Habían descendido a las arcadas
resonantes, un recinto cual una catedral. Los dos se arrodillaron en el extremo
desde donde, a través de la abertura de la entrada, se podía ver la piedra que únicamente resplandecía a plena luz
cuando al mediodía del solsticio de
verano el sol se hallaba en su máxima altura. “Trece días después del
equinoccio de primavera, el día de Venus, a la hora novena” susurro Ruthwell
como si tratara de memorizar ese instante.”¿Qué decías? Del árbol del mundo y
de su lamento no sé nada, sólo se que la Tierra está adornada como una novia
con los velos multicolores de sus elementos Está ansiosa por recibir al que ha
estado esperando desde el Principio y nos corresponde esperar hasta que lo
veamos.
¿Cómo es posible esto que supera
toda comprensión humana?” inquirió Conchuba, pero Ruthwell permaneció en
silencio, Cuando los dos hombres regresaron por la campiña reverdecida, a la
luz del sol ascendente, pasando alisos y fresnos, una gran tristeza ensombreció
el rostro por lo general sereno del druida. Repentínamente se llevó la mano al
corazón y tuvo que sentarse. “¿Qué te pasa?” preguntó Conchuba asustado.
“¿Quieres que pida ayuda?” Desconcertado , el rey no atrevió a moverse:creyó
sentir la tierra temblando. Poco a poco la vida volvió a los ojos apagados de
Ruthwell. “He visto”, dijo este balbucente “Que el Dios del Sol ha sido
crucificado por los hombres en tierra lejana, y el Sol, su estrella, se
oscureció.”
Conchuba era un gobernante justo,
pero a veces podía invadirle una ira repentina y entonces era mejor no
enfrentarlo. Una vez había vencido y dado muerte a su adversario más poderoso,
a pesar de que éste ya le había partido el cráneo haciendo saltar parte de su
cerebro. Decían que luego los druidas habían tenido que injertar en su cabeza
una parte del cerebro de su enemigo para poder curarlo. En ese instante en que
Ruthwell le comunicó el hecho atroz, el Viernes Santo, a la hora de la
crucificación en el Gólgata, la sangre le subió
a la cabeza tan repentinamente que lleno de furia sacó el hacha del cinturón y
empezó a golpear a los inocentes fresnos con tremenda fuerza como si ellos
fuesen los verdugos o las mismas maderas de la Cruz. Pero el esfuerzo fue
demasiado grande para la cabeza de Conchuba, la antigua herida se abrió, el
cerebro salió por ella y el rey cayó moribundo a los pies de Ruthwell.

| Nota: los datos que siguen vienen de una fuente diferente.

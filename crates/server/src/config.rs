use std::path::PathBuf;
use std::time::Duration;

use base64::Engine;
use base64::engine::general_purpose::URL_SAFE_NO_PAD;
use rand::RngCore;
use studyhall_tutor::gemini;

/// Server configuration loaded from environment variables.
#[derive(Clone, Debug)]
pub struct AppConfig {
    pub data_dir: PathBuf,
    pub base_url: String,
    pub port: u16,
    pub jwt_secret: String,
    /// HMAC key for signed file URLs.
    pub storage_secret: String,
    pub gemini_api_key: Option<String>,
    pub model: String,
    pub gemini_base_url: String,
    pub signed_url_ttl_secs: u64,
    pub max_upload_bytes: u64,
    pub chat_cache_capacity: usize,
    pub chat_cache_ttl: Duration,
    pub registration_open: bool,
}

impl AppConfig {
    pub fn from_env() -> Self {
        Self::from_lookup(|name| std::env::var(name).ok())
    }

    /// Build from an arbitrary variable source. Blank values count as unset.
    pub fn from_lookup(lookup: impl Fn(&str) -> Option<String>) -> Self {
        let var = |name: &str| {
            lookup(name)
                .map(|v| v.trim().to_string())
                .filter(|v| !v.is_empty())
        };

        let jwt_secret = var("JWT_SECRET").unwrap_or_default();
        let storage_secret = var("STUDYHALL_STORAGE_SECRET")
            .or_else(|| (!jwt_secret.is_empty()).then(|| jwt_secret.clone()))
            .unwrap_or_else(|| {
                tracing::warn!(
                    "neither STUDYHALL_STORAGE_SECRET nor JWT_SECRET set; signed file URLs will not survive a restart"
                );
                random_secret()
            });

        let max_upload_mb: u64 = parse_or(&var, "STUDYHALL_MAX_UPLOAD_MB", 50);

        Self {
            data_dir: var("STUDYHALL_DATA_DIR")
                .map(PathBuf::from)
                .unwrap_or_else(|| PathBuf::from("data")),
            base_url: var("BASE_URL")
                .unwrap_or_else(|| "http://localhost:3000".into())
                .trim_end_matches('/')
                .to_string(),
            port: parse_or(&var, "PORT", 3000),
            jwt_secret,
            storage_secret,
            gemini_api_key: var("GEMINI_API_KEY").or_else(|| var("GOOGLE_API_KEY")),
            model: var("STUDYHALL_MODEL").unwrap_or_else(|| gemini::DEFAULT_MODEL.into()),
            gemini_base_url: var("GEMINI_BASE_URL")
                .unwrap_or_else(|| gemini::DEFAULT_BASE_URL.into()),
            signed_url_ttl_secs: parse_or(&var, "STUDYHALL_SIGNED_URL_TTL_SECS", 3600),
            max_upload_bytes: max_upload_mb.saturating_mul(1024 * 1024),
            chat_cache_capacity: parse_or(&var, "STUDYHALL_CHAT_CACHE_CAPACITY", 100),
            chat_cache_ttl: Duration::from_secs(parse_or(
                &var,
                "STUDYHALL_CHAT_CACHE_TTL_SECS",
                1800,
            )),
            registration_open: var("STUDYHALL_REGISTRATION").as_deref() != Some("closed"),
        }
    }

    pub fn auth_enabled(&self) -> bool {
        !self.jwt_secret.is_empty()
    }

    pub fn ai_enabled(&self) -> bool {
        self.gemini_api_key.is_some()
    }
}

fn parse_or<T: std::str::FromStr>(
    var: &impl Fn(&str) -> Option<String>,
    name: &str,
    default: T,
) -> T {
    match var(name) {
        None => default,
        Some(raw) => raw.parse().unwrap_or_else(|_| {
            tracing::warn!("ignoring invalid {name}={raw}");
            default
        }),
    }
}

fn random_secret() -> String {
    let mut bytes = [0u8; 32];
    rand::thread_rng().fill_bytes(&mut bytes);
    URL_SAFE_NO_PAD.encode(bytes)
}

Ruthwell por su parte comenzó
desde entonces a enseñar aquello que
había podido percibir ese y los siguientes días.
De esta manera la enseñanza
cristiana llegó no como algo extraño sino como el más maravilloso regalo de
Dios desde siempre conocido, cuyo descenso los seres elementales habían
testimoniado a través de muchos años. Ningún pergamino ha perpetuado este
mensaje, pero en leyendas y canciones ha quedado vivo hasta el día de hoy. Los
mismos druidas que habían ofrendado al Sol, repartían ahora el pan de Cristo
encima de los templos subterráneos que nadie destruía..
Valiéndose de la antigua
sabiduría astrológica de los druidas, los monjes cultivaban sus tierras. La
tierra era Su morada, la morada de Cristo y todos sus habitantes llegarían
algún día a ser cristianos. Así como también los pájaros, los vacunos y
los peces. La luz, el agua y el aire ¿No reflejaban ellos Su imagen desde hace
tiempo? El pequeño trébol ¿No mostraba él la imagen de la Unidad en la
Trinidad?. Cuando navegantes y soldados trajeron noticias de lo acontecido en
el Gólgota siglos atrás, los celtas de las islas occidentales ya adoraban desde
hace mucho tiempo y a su manera al Dios Cristo.